Horas antes, se encerrava, em Brasília, um seminário promovido pelo Ministério do Meio Ambiente sobre Justiça Climática. A programação, agendada com antecedência, estava no contexto das discussões do Plano Nacional de Adaptação à Mudança do Clima (PNA), criado em 2016 com prazo expirado em 2020, ainda sem renovação. Esse instrumento, entre outras abordagens, busca efetivar a participação das comunidades, a exemplo da que levou Maninho a liderar os resgates no Rio Taquari, e engajar Estados e munícios no planejamento e execução de políticas públicas e de justiça climática.
Sim, políticas públicas, porque relatório chancelados pela Organização Meteorológica Mundial (OMM), órgão vinculado às Nações Unidas (ONU) aponta que 3 bilhões de pessoas no mundo vivem em lugares vulneráveis à crise climática e que eventos climáticos tiraram 2 milhões de vidas em 50 anos. Sim, justiça climática, porque a maioria da população vitimada ou exposta é composta por pessoas negras, indígenas e mulheres.
Ninguém quer ver as cenas presenciadas no RS, sobretudo no Vale do Taquari, e em Porto Alegre, na semana passada, mas elas estão no radar da ciência já tem um bom tempo. Outro relatório, desta vez do IPCC (Painel Intergovernamental sobre Mudanças Climáticas, da ONU) alerta que esses fenômenos devem aumentar em 15% no Sul do país, isso sem falar na estiagem: e foram três nos últimos quatro anos por aqui.

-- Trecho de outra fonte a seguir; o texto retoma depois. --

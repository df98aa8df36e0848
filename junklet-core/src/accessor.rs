//! Memoized fixture accessors.
//!
//! A [`Junklet`] declares names at definition time. [`Declarations`] collects
//! them and hands out a fresh [`Scope`] for every test, whose bindings
//! generate `<name><separator><32 hex digits>` on first read and return the
//! cached string afterwards.
//!
//! ```
//! use junklet_core::{junklet, Declarations};
//!
//! let mut decls = Declarations::new();
//! decls.declare(junklet(["trash"])).unwrap();
//! decls.declare(junklet(["host_name"]).separator("-")).unwrap();
//!
//! let scope = decls.scope();
//! let trash = scope.get("trash").unwrap();
//! assert!(trash.starts_with("trash_"));
//! assert_eq!(scope.get("trash").unwrap(), trash);
//! assert!(scope.get("host_name").unwrap().starts_with("host-name-"));
//! ```

use std::cell::{OnceCell, RefCell};
use std::collections::BTreeMap;

use rand::rngs::ThreadRng;
use unicode_xid::UnicodeXID;

use crate::error::{JunkError, Result};
use crate::generator::Generator;
use crate::options::DEFAULT_HEX_LEN;
use crate::random::RandomSource;

pub const DEFAULT_SEPARATOR: &str = "_";

/// One `junklet` declaration: names sharing a separator.
#[derive(Debug, Clone, PartialEq, Eq)]
pub struct Junklet {
    names: Vec<String>,
    separator: String,
}

impl Junklet {
    pub fn new<I, S>(names: I) -> Self
    where
        I: IntoIterator<Item = S>,
        S: Into<String>,
    {
        Self {
            names: names.into_iter().map(Into::into).collect(),
            separator: DEFAULT_SEPARATOR.to_string(),
        }
    }

    /// Separator between name and digits. Also replaces underscores in names.
    pub fn separator(mut self, separator: impl Into<String>) -> Self {
        self.separator = separator.into();
        self
    }

    pub fn names(&self) -> impl Iterator<Item = &str> {
        self.names.iter().map(String::as_str)
    }

    fn validate(&self) -> Result<()> {
        match self.names.iter().find(|name| !is_identifier(name)) {
            Some(bad) => Err(JunkError::InvalidName(bad.clone())),
            None => Ok(()),
        }
    }
}

/// Accessor names follow identifier rules, like the methods they stand for.
fn is_identifier(name: &str) -> bool {
    let mut chars = name.chars();
    match chars.next() {
        Some(c) if c == '_' || c.is_xid_start() => chars.all(UnicodeXID::is_xid_continue),
        _ => false,
    }
}

/// Prefix for accessor values: the name with underscores swapped for the
/// separator, then the separator.
pub fn prefix(name: &str, separator: &str) -> String {
    let mut prefix = name.replace('_', separator);
    prefix.push_str(separator);
    prefix
}

/// A single accessor: its name, separator, and the value once read.
#[derive(Debug)]
pub struct Binding {
    name: String,
    separator: String,
    cache: OnceCell<String>,
}

impl Binding {
    /// An unread accessor. `junklet!` builds its fields with this.
    pub fn new(name: &str, separator: &str) -> Self {
        Self {
            name: name.to_string(),
            separator: separator.to_string(),
            cache: OnceCell::new(),
        }
    }

    pub fn name(&self) -> &str {
        &self.name
    }

    pub fn separator(&self) -> &str {
        &self.separator
    }

    /// The value, if it has been read.
    pub fn cached(&self) -> Option<&str> {
        self.cache.get().map(String::as_str)
    }

    /// The value, generating it with `hex` on first call.
    pub fn value_with<F>(&self, hex: F) -> &str
    where
        F: FnOnce(usize) -> String,
    {
        self.cache.get_or_init(|| {
            let mut value = prefix(&self.name, &self.separator);
            value.push_str(&hex(DEFAULT_HEX_LEN));
            tracing::debug!(name = %self.name, %value, "junklet populated");
            value
        })
    }
}

/// Definition-time registry of junklet declarations.
///
/// Declaring generates nothing. Clone it to model a nested context that
/// inherits its parent's declarations; a later declaration of the same name
/// overrides the earlier one.
#[derive(Debug, Clone, Default)]
pub struct Declarations {
    entries: BTreeMap<String, String>,
}

impl Declarations {
    pub fn new() -> Self {
        Self::default()
    }

    pub fn declare(&mut self, junklet: Junklet) -> Result<&mut Self> {
        junklet.validate()?;
        for name in junklet.names {
            self.entries.insert(name, junklet.separator.clone());
        }
        Ok(self)
    }

    pub fn names(&self) -> impl Iterator<Item = &str> {
        self.entries.keys().map(String::as_str)
    }

    pub fn len(&self) -> usize {
        self.entries.len()
    }

    pub fn is_empty(&self) -> bool {
        self.entries.is_empty()
    }

    /// A fresh scope over the thread RNG.
    pub fn scope(&self) -> Scope {
        self.scope_with(Generator::new())
    }

    /// A fresh scope over `generator`.
    pub fn scope_with<R: RandomSource>(&self, generator: Generator<R>) -> Scope<R> {
        let bindings = self
            .entries
            .iter()
            .map(|(name, separator)| (name.clone(), Binding::new(name, separator)))
            .collect();
        Scope {
            bindings,
            generator: RefCell::new(generator),
        }
    }
}

/// Per-test accessor table. Values live as long as the scope.
#[derive(Debug)]
pub struct Scope<R = ThreadRng> {
    bindings: BTreeMap<String, Binding>,
    generator: RefCell<Generator<R>>,
}

impl Scope<ThreadRng> {
    /// An empty scope; install junklets into it directly.
    pub fn new() -> Self {
        Declarations::new().scope()
    }
}

impl Default for Scope<ThreadRng> {
    fn default() -> Self {
        Self::new()
    }
}

impl<R: RandomSource> Scope<R> {
    /// Declare into a live scope. Redeclared names start over uncached.
    pub fn install(&mut self, junklet: Junklet) -> Result<()> {
        junklet.validate()?;
        for name in junklet.names() {
            self.bindings
                .insert(name.to_string(), Binding::new(name, &junklet.separator));
        }
        Ok(())
    }

    /// Read an accessor, generating its value on first read.
    pub fn get(&self, name: &str) -> Result<&str> {
        let binding = self
            .bindings
            .get(name)
            .ok_or_else(|| JunkError::UnknownJunklet(name.to_string()))?;
        Ok(binding.value_with(|len| self.generator.borrow_mut().hex(len)))
    }

    /// Peek at an accessor without generating.
    pub fn cached(&self, name: &str) -> Option<&str> {
        self.bindings.get(name).and_then(Binding::cached)
    }

    pub fn binding(&self, name: &str) -> Option<&Binding> {
        self.bindings.get(name)
    }

    pub fn names(&self) -> impl Iterator<Item = &str> {
        self.bindings.keys().map(String::as_str)
    }
}
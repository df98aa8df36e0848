//! Options accepted by `junk`.

use std::fmt;

use crate::value::Value;

/// Default digit count for hex junk.
pub const DEFAULT_HEX_LEN: usize = 32;

/// Default upper bound for `Spec::Int`.
pub const DEFAULT_INT_MAX: i64 = (1 << 62) - 2;

/// Candidates tried before an exclusion is declared unsatisfiable.
pub const DEFAULT_MAX_ATTEMPTS: usize = 1024;

/// Values a candidate must not be.
pub enum Exclude<'a> {
    /// Reject this one value.
    One(Value),

    /// Reject any of these values.
    AnyOf(Vec<Value>),

    /// Reject candidates for which the predicate returns true.
    Matching(Box<dyn Fn(&Value) -> bool + 'a>),
}

impl<'a> Exclude<'a> {
    /// Build a predicate exclusion. The predicate may borrow locals.
    pub fn matching<F>(pred: F) -> Self
    where
        F: Fn(&Value) -> bool + 'a,
    {
        Exclude::Matching(Box::new(pred))
    }

    /// True when `candidate` must be rejected.
    pub fn rejects(&self, candidate: &Value) -> bool {
        match self {
            Exclude::One(value) => value == candidate,
            Exclude::AnyOf(values) => values.contains(candidate),
            Exclude::Matching(pred) => pred(candidate),
        }
    }
}

/// A list excludes each of its elements; anything else excludes itself.
impl From<Value> for Exclude<'_> {
    fn from(value: Value) -> Self {
        match value {
            Value::List(values) => Exclude::AnyOf(values),
            value => Exclude::One(value),
        }
    }
}

impl fmt::Debug for Exclude<'_> {
    fn fmt(&self, f: &mut fmt::Formatter<'_>) -> fmt::Result {
        match self {
            Exclude::One(value) => f.debug_tuple("One").field(value).finish(),
            Exclude::AnyOf(values) => f.debug_tuple("AnyOf").field(values).finish(),
            Exclude::Matching(_) => f.write_str("Matching(..)"),
        }
    }
}

/// Options for one `junk` call.
///
/// ```
/// use junklet_core::JunkOptions;
///
/// let opts = JunkOptions::new().min(0).max(10).exclude_if(|v| v.as_int() == Some(3));
/// assert_eq!(opts.minimum, Some(0));
/// ```
#[derive(Debug, Default)]
pub struct JunkOptions<'a> {
    /// Inclusive lower bound for `Spec::Int`.
    pub minimum: Option<i64>,
    /// Inclusive upper bound for `Spec::Int`.
    pub maximum: Option<i64>,
    /// Hex length for `Spec::Hex`, digit count for `Spec::Int`, repetition
    /// count for every other spec.
    pub size: Option<usize>,
    pub exclude: Option<Exclude<'a>>,
    /// Retry budget for `exclude`. Defaults to [`DEFAULT_MAX_ATTEMPTS`];
    /// zero is treated as one.
    pub max_attempts: Option<usize>,
}

impl<'a> JunkOptions<'a> {
    pub fn new() -> Self {
        Self::default()
    }

    pub fn min(mut self, minimum: i64) -> Self {
        self.minimum = Some(minimum);
        self
    }

    pub fn max(mut self, maximum: i64) -> Self {
        self.maximum = Some(maximum);
        self
    }

    pub fn size(mut self, size: usize) -> Self {
        self.size = Some(size);
        self
    }

    /// Exclude a value, or every element of a list.
    pub fn exclude(mut self, value: impl Into<Value>) -> Self {
        self.exclude = Some(Exclude::from(value.into()));
        self
    }

    /// Exclude each of `values`.
    pub fn exclude_any<I>(mut self, values: I) -> Self
    where
        I: IntoIterator,
        I::Item: Into<Value>,
    {
        self.exclude = Some(Exclude::AnyOf(values.into_iter().map(Into::into).collect()));
        self
    }

    /// Exclude candidates matching `pred`.
    pub fn exclude_if<F>(mut self, pred: F) -> Self
    where
        F: Fn(&Value) -> bool + 'a,
    {
        self.exclude = Some(Exclude::matching(pred));
        self
    }

    /// Retry budget for `exclude`. At least one candidate is always drawn.
    pub fn max_attempts(mut self, attempts: usize) -> Self {
        self.max_attempts = Some(attempts);
        self
    }

    pub(crate) fn attempt_budget(&self) -> usize {
        self.max_attempts.unwrap_or(DEFAULT_MAX_ATTEMPTS).max(1)
    }
}
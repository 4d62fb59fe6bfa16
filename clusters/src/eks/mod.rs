//! The EKS provider: provisions a managed cluster with its full dependency
//! graph (IAM roles, network fabric, security groups, launch template, node
//! group), authenticates against it, and tears everything down again.

mod auth;
mod builder;
mod cluster;
mod iam;
mod network;
mod nodegroup;
mod security_groups;
mod teardown;
mod wait;

pub use builder::EksClusterBuilder;
pub use cluster::EksCluster;

use crate::cluster::{Cluster, ClusterBuilder};
use crate::env::require_env;
use crate::error::Result;
use crate::registry::ClusterProvider;
use async_trait::async_trait;

const ENV_ACCESS_KEY_ID: &str = "AWS_ACCESS_KEY_ID";
const ENV_SECRET_ACCESS_KEY: &str = "AWS_SECRET_ACCESS_KEY";
const ENV_REGION: &str = "AWS_REGION";

/// Reject early when the ambient AWS credentials are not configured.
pub(crate) fn guard_on_env() -> Result<()> {
    require_env(ENV_ACCESS_KEY_ID)?;
    require_env(ENV_SECRET_ACCESS_KEY)?;
    require_env(ENV_REGION)?;
    Ok(())
}

pub struct EksProvider;

#[async_trait]
impl ClusterProvider for EksProvider {
    fn builder(&self, env_name: &str) -> Result<Option<Box<dyn ClusterBuilder>>> {
        guard_on_env()?;
        Ok(Some(Box::new(
            EksClusterBuilder::new().with_name(env_name),
        )))
    }

    async fn attach(&self, env_name: &str) -> Result<Box<dyn Cluster>> {
        Ok(Box::new(EksCluster::new_from_existing(env_name).await?))
    }
}

#[cfg(test)]
mod test {
    use super::*;

    // Env-var tests tweak process state, so keep them serialized in one test.
    #[test]
    fn guard_reports_the_first_missing_variable() {
        std::env::set_var(ENV_ACCESS_KEY_ID, "AKIDEXAMPLE");
        std::env::set_var(ENV_SECRET_ACCESS_KEY, "secret");
        std::env::remove_var(ENV_REGION);
        let err = guard_on_env().unwrap_err();
        assert_eq!(err.to_string(), "AWS_REGION is not set");

        std::env::set_var(ENV_REGION, "us-west-2");
        guard_on_env().unwrap();

        std::env::remove_var(ENV_ACCESS_KEY_ID);
        let err = guard_on_env().unwrap_err();
        assert_eq!(err.to_string(), "AWS_ACCESS_KEY_ID is not set");

        std::env::remove_var(ENV_SECRET_ACCESS_KEY);
        std::env::remove_var(ENV_REGION);
    }
}
use aws_sdk_ec2::error::{
    AssociateRouteTableError, AttachInternetGatewayError, AuthorizeSecurityGroupIngressError,
    CreateInternetGatewayError, CreateLaunchTemplateError, CreateRouteError,
    CreateRouteTableError, CreateSecurityGroupError, CreateSubnetError, CreateVpcError,
    DeleteInternetGatewayError, DeleteLaunchTemplateError, DeleteRouteTableError,
    DeleteSecurityGroupError, DeleteSubnetError, DeleteVpcError, DescribeAvailabilityZonesError,
    DescribeInternetGatewaysError, DescribeRouteTablesError, DescribeSecurityGroupsError,
    DescribeSubnetsError, DetachInternetGatewayError, DisassociateRouteTableError,
    ModifySubnetAttributeError, ModifyVpcAttributeError, RevokeSecurityGroupEgressError,
    RevokeSecurityGroupIngressError,
};
use aws_sdk_ec2::types::SdkError;
use aws_sdk_eks::error::{
    CreateClusterError, CreateNodegroupError, DeleteClusterError, DeleteNodegroupError,
    DescribeClusterError, DescribeNodegroupError,
};
use aws_sdk_iam::error::{
    AttachRolePolicyError, CreateRoleError, DeleteRoleError, DeleteRolePolicyError,
    DetachRolePolicyError, ListAttachedRolePoliciesError, ListRolePoliciesError,
    PutRolePolicyError,
};
use aws_sdk_ssm::error::GetParameterError;
use snafu::Snafu;

#[derive(Debug, Snafu)]
#[snafu(visibility(pub))]
#[allow(clippy::large_enum_variant)]
pub enum Error {
    #[snafu(display(
        "Failed to deploy addon '{}': it is already loaded into cluster '{}'",
        addon,
        cluster
    ))]
    AddonAlreadyDeployed { addon: String, cluster: String },

    #[snafu(display("Addon '{}' not found", addon))]
    AddonNotFound { addon: String },

    #[snafu(display(
        "Failed to associate route table '{}' with subnet '{}': {}",
        route_table_id,
        subnet_id,
        source
    ))]
    AssociateRouteTable {
        route_table_id: String,
        subnet_id: String,
        source: SdkError<AssociateRouteTableError>,
    },

    #[snafu(display(
        "Failed to attach internet gateway '{}' to VPC '{}': {}",
        internet_gateway_id,
        vpc_id,
        source
    ))]
    AttachInternetGateway {
        internet_gateway_id: String,
        vpc_id: String,
        source: SdkError<AttachInternetGatewayError>,
    },

    #[snafu(display(
        "Failed to attach policy '{}' to role '{}': {}",
        policy_arn,
        role_name,
        source
    ))]
    AttachRolePolicy {
        role_name: String,
        policy_arn: String,
        source: SdkError<AttachRolePolicyError>,
    },

    #[snafu(display(
        "Failed to authorize ingress on security group '{}' from peer '{}': {}",
        group_id,
        peer_group_id,
        source
    ))]
    AuthorizeSecurityGroupIngress {
        group_id: String,
        peer_group_id: String,
        source: SdkError<AuthorizeSecurityGroupIngressError>,
    },

    #[snafu(display("Failed to decode base64 blob: {}", source))]
    Base64Decode { source: base64::DecodeError },

    #[snafu(display("Failed to create EKS cluster '{}': {}", cluster_name, source))]
    CreateCluster {
        cluster_name: String,
        source: SdkError<CreateClusterError>,
    },

    #[snafu(display("Failed to create internet gateway: {}", source))]
    CreateInternetGateway {
        source: SdkError<CreateInternetGatewayError>,
    },

    #[snafu(display("Failed to create launch template '{}': {}", template_name, source))]
    CreateLaunchTemplate {
        template_name: String,
        source: SdkError<CreateLaunchTemplateError>,
    },

    #[snafu(display(
        "Failed to create node group '{}' for cluster '{}': {}",
        nodegroup_name,
        cluster_name,
        source
    ))]
    CreateNodegroup {
        cluster_name: String,
        nodegroup_name: String,
        source: SdkError<CreateNodegroupError>,
    },

    #[snafu(display("Unable to create role '{}': {}", role_name, source))]
    CreateRole {
        role_name: String,
        source: SdkError<CreateRoleError>,
    },

    #[snafu(display(
        "Failed to create default route in route table '{}': {}",
        route_table_id,
        source
    ))]
    CreateRoute {
        route_table_id: String,
        source: SdkError<CreateRouteError>,
    },

    #[snafu(display("Failed to create route table in VPC '{}': {}", vpc_id, source))]
    CreateRouteTable {
        vpc_id: String,
        source: SdkError<CreateRouteTableError>,
    },

    #[snafu(display(
        "Failed to create security group '{}' in VPC '{}': {}",
        group_name,
        vpc_id,
        source
    ))]
    CreateSecurityGroup {
        group_name: String,
        vpc_id: String,
        source: SdkError<CreateSecurityGroupError>,
    },

    #[snafu(display(
        "Failed to create subnet '{}' in VPC '{}': {}",
        cidr_block,
        vpc_id,
        source
    ))]
    CreateSubnet {
        vpc_id: String,
        cidr_block: String,
        source: SdkError<CreateSubnetError>,
    },

    #[snafu(display("Failed to create VPC: {}", source))]
    CreateVpc { source: SdkError<CreateVpcError> },

    #[snafu(display(
        "Failed to decode certificate authority data of cluster '{}': {}",
        cluster_name,
        source
    ))]
    DecodeCertificate {
        cluster_name: String,
        source: base64::DecodeError,
    },

    #[snafu(display("Failed to delete EKS cluster '{}': {}", cluster_name, source))]
    DeleteCluster {
        cluster_name: String,
        source: SdkError<DeleteClusterError>,
    },

    #[snafu(display(
        "Failed to delete internet gateway '{}': {}",
        internet_gateway_id,
        source
    ))]
    DeleteInternetGateway {
        internet_gateway_id: String,
        source: SdkError<DeleteInternetGatewayError>,
    },

    #[snafu(display(
        "Failed to delete launch template '{}': {}",
        launch_template_id,
        source
    ))]
    DeleteLaunchTemplate {
        launch_template_id: String,
        source: SdkError<DeleteLaunchTemplateError>,
    },

    #[snafu(display(
        "Failed to delete node group '{}' of cluster '{}': {}",
        nodegroup_name,
        cluster_name,
        source
    ))]
    DeleteNodegroup {
        cluster_name: String,
        nodegroup_name: String,
        source: SdkError<DeleteNodegroupError>,
    },

    #[snafu(display("Failed to delete role '{}': {}", role_name, source))]
    DeleteRole {
        role_name: String,
        source: SdkError<DeleteRoleError>,
    },

    #[snafu(display(
        "Failed to delete inline policy '{}' of role '{}': {}",
        policy_name,
        role_name,
        source
    ))]
    DeleteRolePolicy {
        role_name: String,
        policy_name: String,
        source: SdkError<DeleteRolePolicyError>,
    },

    #[snafu(display("Failed to delete route table '{}': {}", route_table_id, source))]
    DeleteRouteTable {
        route_table_id: String,
        source: SdkError<DeleteRouteTableError>,
    },

    #[snafu(display("Failed to delete security group '{}': {}", group_id, source))]
    DeleteSecurityGroup {
        group_id: String,
        source: SdkError<DeleteSecurityGroupError>,
    },

    #[snafu(display("Failed to delete subnet '{}': {}", subnet_id, source))]
    DeleteSubnet {
        subnet_id: String,
        source: SdkError<DeleteSubnetError>,
    },

    #[snafu(display("Failed to delete VPC '{}': {}", vpc_id, source))]
    DeleteVpc {
        vpc_id: String,
        source: SdkError<DeleteVpcError>,
    },

    #[snafu(display("Failed to describe availability zones: {}", source))]
    DescribeAvailabilityZones {
        source: SdkError<DescribeAvailabilityZonesError>,
    },

    #[snafu(display("Failed to describe EKS cluster '{}': {}", cluster_name, source))]
    DescribeCluster {
        cluster_name: String,
        source: SdkError<DescribeClusterError>,
    },

    #[snafu(display("Failed to describe internet gateways of VPC '{}': {}", vpc_id, source))]
    DescribeInternetGateways {
        vpc_id: String,
        source: SdkError<DescribeInternetGatewaysError>,
    },

    #[snafu(display(
        "Failed to describe node group '{}' of cluster '{}': {}",
        nodegroup_name,
        cluster_name,
        source
    ))]
    DescribeNodegroup {
        cluster_name: String,
        nodegroup_name: String,
        source: SdkError<DescribeNodegroupError>,
    },

    #[snafu(display("Failed to describe route tables of VPC '{}': {}", vpc_id, source))]
    DescribeRouteTables {
        vpc_id: String,
        source: SdkError<DescribeRouteTablesError>,
    },

    #[snafu(display("Failed to describe security groups of VPC '{}': {}", vpc_id, source))]
    DescribeSecurityGroups {
        vpc_id: String,
        source: SdkError<DescribeSecurityGroupsError>,
    },

    #[snafu(display("Failed to describe subnets of VPC '{}': {}", vpc_id, source))]
    DescribeSubnets {
        vpc_id: String,
        source: SdkError<DescribeSubnetsError>,
    },

    #[snafu(display(
        "Failed to detach internet gateway '{}' from VPC '{}': {}",
        internet_gateway_id,
        vpc_id,
        source
    ))]
    DetachInternetGateway {
        internet_gateway_id: String,
        vpc_id: String,
        source: SdkError<DetachInternetGatewayError>,
    },

    #[snafu(display(
        "Failed to detach policy '{}' from role '{}': {}",
        policy_arn,
        role_name,
        source
    ))]
    DetachRolePolicy {
        role_name: String,
        policy_arn: String,
        source: SdkError<DetachRolePolicyError>,
    },

    #[snafu(display(
        "Failed to disassociate route table association '{}': {}",
        association_id,
        source
    ))]
    DisassociateRouteTable {
        association_id: String,
        source: SdkError<DisassociateRouteTableError>,
    },

    #[snafu(display("{} is not set", var))]
    EnvNotSet { var: String },

    #[snafu(display(
        "Insufficient availability zones in region '{}': need 2, found {}",
        region,
        available
    ))]
    InsufficientAvailabilityZones { region: String, available: usize },

    #[snafu(display("Failed to build HTTP request: {}", source))]
    HttpRequest { source: http::Error },

    #[snafu(display("Kubernetes API call failed while {}: {}", what, source))]
    KubeApi { what: String, source: kube::Error },

    #[snafu(display("Unable to create Kubernetes client: {}", source))]
    KubeClient { source: kube::Error },

    #[snafu(display("Unable to load kubeconfig: {}", source))]
    KubeconfigLoad {
        source: kube::config::KubeconfigError,
    },

    #[snafu(display("Failed to list attached policies of role '{}': {}", role_name, source))]
    ListAttachedRolePolicies {
        role_name: String,
        source: SdkError<ListAttachedRolePoliciesError>,
    },

    #[snafu(display("Failed to list inline policies of role '{}': {}", role_name, source))]
    ListRolePolicies {
        role_name: String,
        source: SdkError<ListRolePoliciesError>,
    },

    #[snafu(display("Unable to extract a role name from ARN '{}'", arn))]
    MalformedRoleArn { arn: String },

    #[snafu(display("Failed to serialize the aws-auth role mappings: {}", source))]
    MapRolesSerialization { source: serde_yaml::Error },

    #[snafu(display("{} was missing from {}", what, from))]
    Missing { what: String, from: String },

    #[snafu(display("No AWS region was resolved from the environment"))]
    MissingRegion,

    #[snafu(display(
        "Failed to modify attributes of subnet '{}': {}",
        subnet_id,
        source
    ))]
    ModifySubnetAttribute {
        subnet_id: String,
        source: SdkError<ModifySubnetAttributeError>,
    },

    #[snafu(display("Failed to modify attributes of VPC '{}': {}", vpc_id, source))]
    ModifyVpcAttribute {
        vpc_id: String,
        source: SdkError<ModifyVpcAttributeError>,
    },

    #[snafu(display("Failed to parse kubeconfig document: {}", source))]
    ParseKubeconfig { source: serde_yaml::Error },

    #[snafu(display("Unable to parse '{}' as a kubernetes version: {}", version, reason))]
    ParseVersion { version: String, reason: String },

    #[snafu(display("Failed to create '{}' process: {}", what, source))]
    Process {
        what: String,
        source: std::io::Error,
    },

    #[snafu(display("'{}' failed with status {}", what, status))]
    ProcessStatus {
        what: String,
        status: std::process::ExitStatus,
    },

    #[snafu(display("Failed to resolve AWS credentials: {}", source))]
    ProvideCredentials {
        source: aws_credential_types::provider::error::CredentialsError,
    },

    #[snafu(display(
        "Failed to put inline policy '{}' on role '{}': {}",
        policy_name,
        role_name,
        source
    ))]
    PutRolePolicy {
        role_name: String,
        policy_name: String,
        source: SdkError<PutRolePolicyError>,
    },

    #[snafu(display(
        "Unable to resolve a node AMI from SSM parameter '{}': {}",
        parameter,
        source
    ))]
    ResolveAmi {
        parameter: String,
        source: SdkError<GetParameterError>,
    },

    #[snafu(display(
        "Failed to revoke egress rule on security group '{}': {}",
        group_id,
        source
    ))]
    RevokeSecurityGroupEgress {
        group_id: String,
        source: SdkError<RevokeSecurityGroupEgressError>,
    },

    #[snafu(display(
        "Failed to revoke ingress rule on security group '{}': {}",
        group_id,
        source
    ))]
    RevokeSecurityGroupIngress {
        group_id: String,
        source: SdkError<RevokeSecurityGroupIngressError>,
    },

    #[snafu(display("Failed to serialize kubeconfig: {}", source))]
    SerializeKubeconfig { source: serde_yaml::Error },

    #[snafu(display("Failed to sign the token request for cluster '{}': {}", cluster_name, source))]
    SignToken {
        cluster_name: String,
        source: aws_sigv4::http_request::SigningError,
    },

    #[snafu(display("Invalid signing parameters: {}", source))]
    SigningParams {
        source: aws_sigv4::signing_params::BuildError,
    },

    #[snafu(display("Failed to create temporary directory: {}", source))]
    TempDir { source: std::io::Error },

    #[snafu(display("environment platform not supported: {}", platform))]
    UnsupportedPlatform {
        platform: String,
        known: Vec<String>,
    },

    #[snafu(display(
        "Timed out waiting for {} to reach its expected state",
        what
    ))]
    WaitTimeout { what: String },

    #[snafu(display("Failed to write file at '{}': {}", path, source))]
    WriteFile {
        path: String,
        source: std::io::Error,
    },
}

pub type Result<T> = std::result::Result<T, Error>;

Saber como agir é papel do poder público e demandará cada vez mais de recursos. Projeto aprovado no Senado no final de agosto destina 5% do valor de multas ambientais para um fundo de prevenção de desastres. Após os incidentes no Sul, ganhou celeridade de tramitação na Câmara.
O PNA é só uma evidência da sucessão de descasos sobre o tema. Em 2013, o Brasil lançou o Plano Nacional de Gestão de Risco e Resposta a Desastres Naturais, que previa R$ 18,8 bilhões até o final de 2014. Foram destinados R$ 7,2 bilhões naquele ano, menos da metade, dentro do desmantelamento já mencionado pela coluna, que derrubou o orçamento de prevenção em 89,5% – de R$ 11,5 bilhões, em 2011, para R$ 1,2 bilhão em 2023.